As for shortcomings in the book, I do wish Andrews provided some empirical evidence about the “authenticity problematic” that hounds experimental filmmakers who receive funding through institutions like the academy or arts centers. With a built-in anti-institutional logic, the avant-garde fills some filmmakers with a sense of anxiety concerning prizes and tenure-track positions. But without actual quotes from filmmakers, the reader must take it on faith that such anxiety exists (although I grasp the difficulty of getting tenure-track avant-garde filmmakers to confess their itchiness about university support). And I think it’s problematic to assert that “the exploitation is mutual” (136) when it comes to adjunct faculty. Adjunct avant-gardists might be able to use university equipment to make their films while warding off intimations of co-optation in the process. But universities receive far more in the form of underpaid labor. And really, are there any adjunct filmmakers who wouldn’t rather have some sort of steady funding for their work? I honestly don’t know so some interviews with adjuncts would’ve strengthened Andrews’ argument.
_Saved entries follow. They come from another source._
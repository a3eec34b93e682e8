use serde::Serialize;
use sqlx::{FromRow, PgPool};
use time::OffsetDateTime;
use uuid::Uuid;

#[derive(Debug, Clone, Serialize, FromRow)]
pub struct ShareLink {
    pub token: String,
    #[serde(skip_serializing)]
    pub user_id: Uuid,
    pub created_at: OffsetDateTime,
    pub expires_at: Option<OffsetDateTime>,
}

pub async fn insert(
    db: &PgPool,
    token: &str,
    user_id: Uuid,
    expires_at: Option<OffsetDateTime>,
) -> anyhow::Result<ShareLink> {
    let link = sqlx::query_as::<_, ShareLink>(
        r#"
        INSERT INTO share_links (token, user_id, expires_at)
        VALUES ($1, $2, $3)
        RETURNING token, user_id, created_at, expires_at
        "#,
    )
    .bind(token)
    .bind(user_id)
    .bind(expires_at)
    .fetch_one(db)
    .await?;
    Ok(link)
}

pub async fn find(db: &PgPool, token: &str) -> anyhow::Result<Option<ShareLink>> {
    let link = sqlx::query_as::<_, ShareLink>(
        r#"
        SELECT token, user_id, created_at, expires_at
        FROM share_links
        WHERE token = $1
        "#,
    )
    .bind(token)
    .fetch_optional(db)
    .await?;
    Ok(link)
}

pub async fn list_by_user(db: &PgPool, user_id: Uuid) -> anyhow::Result<Vec<ShareLink>> {
    let links = sqlx::query_as::<_, ShareLink>(
        r#"
        SELECT token, user_id, created_at, expires_at
        FROM share_links
        WHERE user_id = $1
        ORDER BY created_at DESC
        "#,
    )
    .bind(user_id)
    .fetch_all(db)
    .await?;
    Ok(links)
}

/// Revoke a link owned by the user. Returns false when nothing matched.
pub async fn delete(db: &PgPool, user_id: Uuid, token: &str) -> anyhow::Result<bool> {
    let result = sqlx::query(
        r#"
        DELETE FROM share_links
        WHERE token = $1 AND user_id = $2
        "#,
    )
    .bind(token)
    .bind(user_id)
    .execute(db)
    .await?;
    Ok(result.rows_affected() > 0)
}
use axum::{
    extract::{Path, Query, State},
    http::StatusCode,
    routing::{delete, get, post},
    Json, Router,
};
use time::OffsetDateTime;
use tracing::{info, instrument};
use uuid::Uuid;

use crate::{
    auth::services::AuthUser,
    error::ApiError,
    nutrition,
    state::AppState,
    summary,
};

use super::dto::{CreateGoalRequest, GoalResponse, GoalsQuery};
use super::repo::{self, NewGoal};

const COMPLETED_LIST_LIMIT: i64 = 10;
const ACTIVE_LIST_LIMIT: i64 = 100;

pub fn routes() -> Router<AppState> {
    Router::new()
        .route("/goals", get(list_goals).post(create_goal))
        .route("/goals/:id/complete", post(complete_goal))
        .route("/goals/:id", delete(delete_goal))
}

#[instrument(skip(state, body))]
pub async fn create_goal(
    State(state): State<AppState>,
    AuthUser(user_id): AuthUser,
    Json(body): Json<CreateGoalRequest>,
) -> Result<(StatusCode, Json<GoalResponse>), ApiError> {
    let title = body.title.trim();
    if title.is_empty() {
        return Err(ApiError::Validation("title must not be empty".into()));
    }
    if !nutrition::TRACKED.contains(&body.target_type.as_str()) {
        return Err(ApiError::Validation(format!(
            "unknown target type {:?}",
            body.target_type
        )));
    }
    if !(body.target_value > 0.0) {
        return Err(ApiError::Validation("target value must be positive".into()));
    }

    let goal = repo::create(
        &state.db,
        user_id,
        &NewGoal {
            title,
            description: body.description.as_deref(),
            target_type: &body.target_type,
            target_value: body.target_value,
            unit: body.unit.as_deref(),
            end_date: body.end_date,
        },
    )
    .await?;

    info!(user_id = %user_id, goal_id = %goal.id, "goal created");
    Ok((
        StatusCode::CREATED,
        Json(GoalResponse {
            goal,
            progress: None,
        }),
    ))
}

#[instrument(skip(state))]
pub async fn list_goals(
    State(state): State<AppState>,
    AuthUser(user_id): AuthUser,
    Query(q): Query<GoalsQuery>,
) -> Result<Json<Vec<GoalResponse>>, ApiError> {
    let (completed, limit) = match q.status.as_deref() {
        None | Some("active") => (false, ACTIVE_LIST_LIMIT),
        Some("completed") => (true, COMPLETED_LIST_LIMIT),
        Some(other) => {
            return Err(ApiError::Validation(format!("unknown status {other:?}")));
        }
    };

    let goals = repo::list(&state.db, user_id, completed, limit).await?;
    let today = OffsetDateTime::now_utc().date();

    let mut out = Vec::with_capacity(goals.len());
    for goal in goals {
        let progress = if completed {
            None
        } else {
            summary::services::goal_progress(&state.db, &goal, today).await?
        };
        out.push(GoalResponse { goal, progress });
    }
    Ok(Json(out))
}

#[instrument(skip(state))]
pub async fn complete_goal(
    State(state): State<AppState>,
    AuthUser(user_id): AuthUser,
    Path(id): Path<Uuid>,
) -> Result<StatusCode, ApiError> {
    if !repo::complete(&state.db, user_id, id).await? {
        return Err(ApiError::NotFound("goal"));
    }
    info!(user_id = %user_id, goal_id = %id, "goal completed");
    Ok(StatusCode::NO_CONTENT)
}

#[instrument(skip(state))]
pub async fn delete_goal(
    State(state): State<AppState>,
    AuthUser(user_id): AuthUser,
    Path(id): Path<Uuid>,
) -> Result<StatusCode, ApiError> {
    if !repo::delete(&state.db, user_id, id).await? {
        return Err(ApiError::NotFound("goal"));
    }
    info!(user_id = %user_id, goal_id = %id, "goal deleted");
    Ok(StatusCode::NO_CONTENT)
}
Also, Andrews is taken with the field of evolutionary biology and its potential application to art theory. Like cognitive film theory, evolutionary biology aims to jettison the social constructionism of continental theory for a practice grounded in more verifiable phenomenon. His excitement leads to meditations on “humanity’s clear evolutionary bias against pornography” (90-91) and auteurism as a by-product of natural selection. The idea that “the human species has evolutionary origins and material constraints” can certainly invigorate our understanding of art beyond the most egregious vagaries of capital-T Theory. But I find it naïve, at best, to then conclude that “many of the best research programs in the humanities could be made more defensible if they simply stated these assumptions clearly at the outset” (4). Claiming that art valuations have evolutionary origins will do little to prevent the captains of industry from rationalizing academia down to the last pencil as they select to do away with tenure and perhaps even professors themselves.
But these are minor quibbles that have little to do with the thrust of this groundbreaking book. Theorizing Art Cinemas summarizes a time when access to cinema has exploded via DVDs, cable, streaming, and torrenting. And with that explosion comes a concomitant expansion of cinephilia and its propensity to disseminate high-art ideals. Familiarizing himself with the previously devalued areas of film activity where these values are now being deposited has opened up Andrews to an overwhelming variety of films. And with that democratic spirit as a guide, readers can use Theorizing Art Cinemas to stoke their passions for any kind of cinema.